GOAL OF THE EXERCISE: Copy each line containing the word "Salvage" from the records that follow, please.

/---

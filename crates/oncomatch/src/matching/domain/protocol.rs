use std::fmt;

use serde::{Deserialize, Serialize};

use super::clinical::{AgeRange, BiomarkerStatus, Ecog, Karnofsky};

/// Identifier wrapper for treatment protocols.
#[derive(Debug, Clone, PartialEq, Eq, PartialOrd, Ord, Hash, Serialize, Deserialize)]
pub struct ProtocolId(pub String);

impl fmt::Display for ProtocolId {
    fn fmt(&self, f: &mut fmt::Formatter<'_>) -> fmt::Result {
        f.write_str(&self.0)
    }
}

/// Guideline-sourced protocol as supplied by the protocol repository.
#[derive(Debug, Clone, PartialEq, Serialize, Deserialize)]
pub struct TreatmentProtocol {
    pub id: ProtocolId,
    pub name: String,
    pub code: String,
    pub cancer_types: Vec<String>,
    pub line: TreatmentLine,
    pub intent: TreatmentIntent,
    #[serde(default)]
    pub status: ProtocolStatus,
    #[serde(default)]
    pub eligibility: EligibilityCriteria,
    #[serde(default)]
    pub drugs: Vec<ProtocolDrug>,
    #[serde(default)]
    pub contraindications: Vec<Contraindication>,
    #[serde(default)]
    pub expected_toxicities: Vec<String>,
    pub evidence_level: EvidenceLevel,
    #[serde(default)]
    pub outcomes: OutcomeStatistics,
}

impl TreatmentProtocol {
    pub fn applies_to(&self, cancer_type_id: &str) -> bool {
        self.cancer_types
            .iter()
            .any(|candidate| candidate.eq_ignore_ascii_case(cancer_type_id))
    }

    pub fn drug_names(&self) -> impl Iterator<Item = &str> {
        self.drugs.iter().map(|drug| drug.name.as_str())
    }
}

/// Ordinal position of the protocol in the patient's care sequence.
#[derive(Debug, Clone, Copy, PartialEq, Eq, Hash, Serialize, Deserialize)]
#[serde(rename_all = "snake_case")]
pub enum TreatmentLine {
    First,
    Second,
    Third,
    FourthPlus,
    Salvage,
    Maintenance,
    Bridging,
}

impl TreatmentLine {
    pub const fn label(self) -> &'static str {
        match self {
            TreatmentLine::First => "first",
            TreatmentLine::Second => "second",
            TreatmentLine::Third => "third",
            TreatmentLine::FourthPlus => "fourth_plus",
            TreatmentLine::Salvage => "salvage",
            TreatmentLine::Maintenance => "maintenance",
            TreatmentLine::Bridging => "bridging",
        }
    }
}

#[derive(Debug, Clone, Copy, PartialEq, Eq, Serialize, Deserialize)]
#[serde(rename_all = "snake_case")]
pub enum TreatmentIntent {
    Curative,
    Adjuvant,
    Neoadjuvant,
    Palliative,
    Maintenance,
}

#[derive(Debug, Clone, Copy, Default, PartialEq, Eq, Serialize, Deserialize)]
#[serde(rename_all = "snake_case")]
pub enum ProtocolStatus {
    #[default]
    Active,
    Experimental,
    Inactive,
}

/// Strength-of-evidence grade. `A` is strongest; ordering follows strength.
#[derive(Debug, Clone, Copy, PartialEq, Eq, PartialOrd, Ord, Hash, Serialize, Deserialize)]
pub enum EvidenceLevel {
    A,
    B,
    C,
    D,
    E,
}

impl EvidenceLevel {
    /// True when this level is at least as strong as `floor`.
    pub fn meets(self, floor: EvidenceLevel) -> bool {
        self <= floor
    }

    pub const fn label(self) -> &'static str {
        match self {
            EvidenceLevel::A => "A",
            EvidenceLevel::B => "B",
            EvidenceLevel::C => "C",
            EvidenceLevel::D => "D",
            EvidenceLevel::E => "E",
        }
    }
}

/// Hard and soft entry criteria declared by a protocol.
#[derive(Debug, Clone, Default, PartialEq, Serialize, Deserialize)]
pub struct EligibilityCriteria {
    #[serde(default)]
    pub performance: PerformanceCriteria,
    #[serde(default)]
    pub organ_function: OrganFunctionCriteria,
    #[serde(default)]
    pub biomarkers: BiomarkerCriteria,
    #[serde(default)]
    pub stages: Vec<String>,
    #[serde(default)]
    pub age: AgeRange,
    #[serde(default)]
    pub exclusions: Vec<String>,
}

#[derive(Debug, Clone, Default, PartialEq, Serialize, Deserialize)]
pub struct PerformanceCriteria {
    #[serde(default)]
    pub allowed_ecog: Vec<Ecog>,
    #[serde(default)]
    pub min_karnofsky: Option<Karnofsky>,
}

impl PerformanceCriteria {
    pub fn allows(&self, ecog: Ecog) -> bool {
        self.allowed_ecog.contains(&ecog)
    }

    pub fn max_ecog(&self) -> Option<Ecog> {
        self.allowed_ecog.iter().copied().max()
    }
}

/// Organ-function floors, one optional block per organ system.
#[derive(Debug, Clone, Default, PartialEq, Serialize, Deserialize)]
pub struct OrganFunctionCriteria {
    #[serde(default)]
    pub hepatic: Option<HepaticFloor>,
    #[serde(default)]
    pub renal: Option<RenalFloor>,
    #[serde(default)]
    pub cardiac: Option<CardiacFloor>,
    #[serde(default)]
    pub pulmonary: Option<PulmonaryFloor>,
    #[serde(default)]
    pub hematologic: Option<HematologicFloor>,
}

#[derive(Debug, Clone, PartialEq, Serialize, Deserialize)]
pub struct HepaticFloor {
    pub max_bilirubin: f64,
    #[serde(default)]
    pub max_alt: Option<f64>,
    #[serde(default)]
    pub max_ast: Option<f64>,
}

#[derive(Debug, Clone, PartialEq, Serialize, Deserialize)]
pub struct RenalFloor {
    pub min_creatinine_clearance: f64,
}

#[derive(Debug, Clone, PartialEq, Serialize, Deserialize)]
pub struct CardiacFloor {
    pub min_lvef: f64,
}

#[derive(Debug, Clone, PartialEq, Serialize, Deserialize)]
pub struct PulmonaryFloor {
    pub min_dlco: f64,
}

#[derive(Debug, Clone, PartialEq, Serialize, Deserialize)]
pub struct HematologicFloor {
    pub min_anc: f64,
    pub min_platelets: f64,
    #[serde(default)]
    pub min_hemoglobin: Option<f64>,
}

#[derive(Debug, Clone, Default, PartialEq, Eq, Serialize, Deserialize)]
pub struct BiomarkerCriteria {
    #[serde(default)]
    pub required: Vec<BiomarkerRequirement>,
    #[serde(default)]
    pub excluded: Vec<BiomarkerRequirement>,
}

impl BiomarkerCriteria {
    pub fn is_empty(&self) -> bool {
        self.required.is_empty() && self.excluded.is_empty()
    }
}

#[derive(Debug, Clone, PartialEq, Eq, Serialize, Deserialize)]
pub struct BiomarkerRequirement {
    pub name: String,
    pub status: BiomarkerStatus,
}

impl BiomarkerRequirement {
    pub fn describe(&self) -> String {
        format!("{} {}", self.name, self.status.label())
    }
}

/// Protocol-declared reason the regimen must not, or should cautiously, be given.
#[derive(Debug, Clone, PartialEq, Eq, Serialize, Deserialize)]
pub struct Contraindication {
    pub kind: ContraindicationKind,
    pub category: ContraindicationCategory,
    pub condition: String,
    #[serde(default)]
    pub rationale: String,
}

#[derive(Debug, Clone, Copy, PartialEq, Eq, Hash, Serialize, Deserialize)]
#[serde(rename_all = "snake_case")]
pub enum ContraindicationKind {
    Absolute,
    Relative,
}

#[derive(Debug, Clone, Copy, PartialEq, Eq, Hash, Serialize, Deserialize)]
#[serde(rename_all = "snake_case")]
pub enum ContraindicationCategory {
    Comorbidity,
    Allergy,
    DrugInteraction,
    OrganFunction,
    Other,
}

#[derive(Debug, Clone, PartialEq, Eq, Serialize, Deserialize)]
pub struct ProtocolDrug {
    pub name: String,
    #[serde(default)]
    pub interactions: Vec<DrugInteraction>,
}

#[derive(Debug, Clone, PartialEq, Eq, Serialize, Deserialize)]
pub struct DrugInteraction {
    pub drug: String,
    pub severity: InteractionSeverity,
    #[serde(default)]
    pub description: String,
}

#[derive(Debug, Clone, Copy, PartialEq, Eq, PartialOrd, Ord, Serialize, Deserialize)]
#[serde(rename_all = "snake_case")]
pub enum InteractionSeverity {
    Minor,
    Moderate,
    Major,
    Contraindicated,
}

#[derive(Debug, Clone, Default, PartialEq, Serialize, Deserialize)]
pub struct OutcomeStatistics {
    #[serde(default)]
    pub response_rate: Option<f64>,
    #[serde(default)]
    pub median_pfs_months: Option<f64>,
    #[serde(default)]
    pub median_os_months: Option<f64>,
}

\---

TASK ANSWER:
    Salvage,
            TreatmentLine::Salvage => "salvage",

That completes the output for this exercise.